Messina Denaro, quel cancro diagnosticato in piena pandemia

Matteo Messina Denaro, quel cancro che gli era stato diagnosticato proprio nel bel pieno della pandemia da Covid. Le informazioni che riguardano la malattia del pericoloso boss

Messina Denaro e quel cancro
Il momento dell’arresto di Matteo Messina Denaro (Ansa Foto) Notizie.com

Quella di ieri, lunedì 16 gennaio, per lo Stato e soprattutto per il nostro Paese non può assolutamente essere considerato come un giorno qualunque. Dopo 30 anni di latitanza Matteo Messina Denaro è stato catturato dai carabinieri di Palermo. Dove? All’interno della clinica ‘La Maddalena‘. Un vero e proprio blitz effettuato dai militari siciliani, in collaborazione con i Ris, che hanno collaborato in questa operazione. Una notizia che, nel giro di pochissimi minuti, si è diffusa non solamente in Italia ma in tutto il mondo. Ovviamente subito è scattata la domanda in automatico su cosa ci facesse in clinica.

Appuntamento, alle ore 8 del mattino, per sottoporsi ad alcuni esami. Solo che questi ultimi non sono stati mai effettuati visto che i militari lo hanno identificato ed arrestato. Successivamente si è sparsa la voce (poi confermata) del fatto che il pericoloso boss siciliano avesse un tumore. Una voce che è stata confermata direttamente dagli ultimi bollettini medici in cui l’ex latitante si era sottoposto fino a pochi mesi fa. Il tutto è stato scoperto durante la pandemia, ovvero quando il nostro Paese era fermo per via del Covid.

Messina Denaro affatto da tumore che attacca il colon

Messina Denaro e quel cancro
Il momento dell’arresto di Matteo Messina Denaro (Ansa Foto) Notizie.com

A quanto pare il boss mafioso ha una grave malattia. Si tratta dell’Adenocarcinoma mucinoso del colon.

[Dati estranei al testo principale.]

//! g-fu IR - the data the reader produces and everything downstream shares.
//!
//! - [`Pos`]: source locations (source id, 1-based row and column)
//! - [`Sym`] / [`Tag`]: interned symbols and their unique integer tags
//! - [`SymbolTable`]: the per-context interner
//! - [`Form`]: parsed syntax nodes
//! - [`BuiltinType`] / [`TypeId`]: identities of the built-in value kinds
//!
//! Nothing in this crate evaluates anything. Symbols compare by tag, so two
//! symbols from different tables must never be mixed.

mod builtin_type;
mod form;
mod pos;
mod sym;
mod symbol_table;

pub use builtin_type::{BuiltinType, TypeId};
pub use form::{Form, FormKind};
pub use pos::Pos;
pub use sym::{Sym, Tag};
pub use symbol_table::{InternError, SymbolTable};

Ovvero una forma molto aggressiva di tumore che tende ad attaccare il colon. Questo è quello che arriva direttamente dalla cartella clinica firmata dal dottor Michele Spicola. Ovvero il patologo dirigente dell’Azienda sanitaria provinciale di Trapani, precisamente nell’Ospedale Vittorio Emanuele Secondo di Castelvetrano (Trapani). A lanciare la notizia è stato direttamente l’agenzia di stampa ‘Adnkronos‘ che ha avuto, in anteprima, la cartella clinica dell’arrestato.

Il periodo era il 24 novembre del 2020, quando l’Italia aveva a che fare con un numero altissimo di contagi da Covid-19 e con tantissimi morti. Ovviamente, come riportato nella giornata di ieri, il paziente si faceva chiamare Andrea Bonafede (come riportato dalla sua carta di identità falsa). Data di accettazione? Il 17 novembre, ovvero una settimana prima. Mentre quella della data del prelievo il 13 dello stesso mese. Questo è quello che si legge dalla nota: “Una forma di tumore ulcerata, con pattern di crescita di tipo infiltrativo. La neoplasia infiltra la parete delle viscere a tutto spessore, interessando anche la sottosierosa e la sierosa“.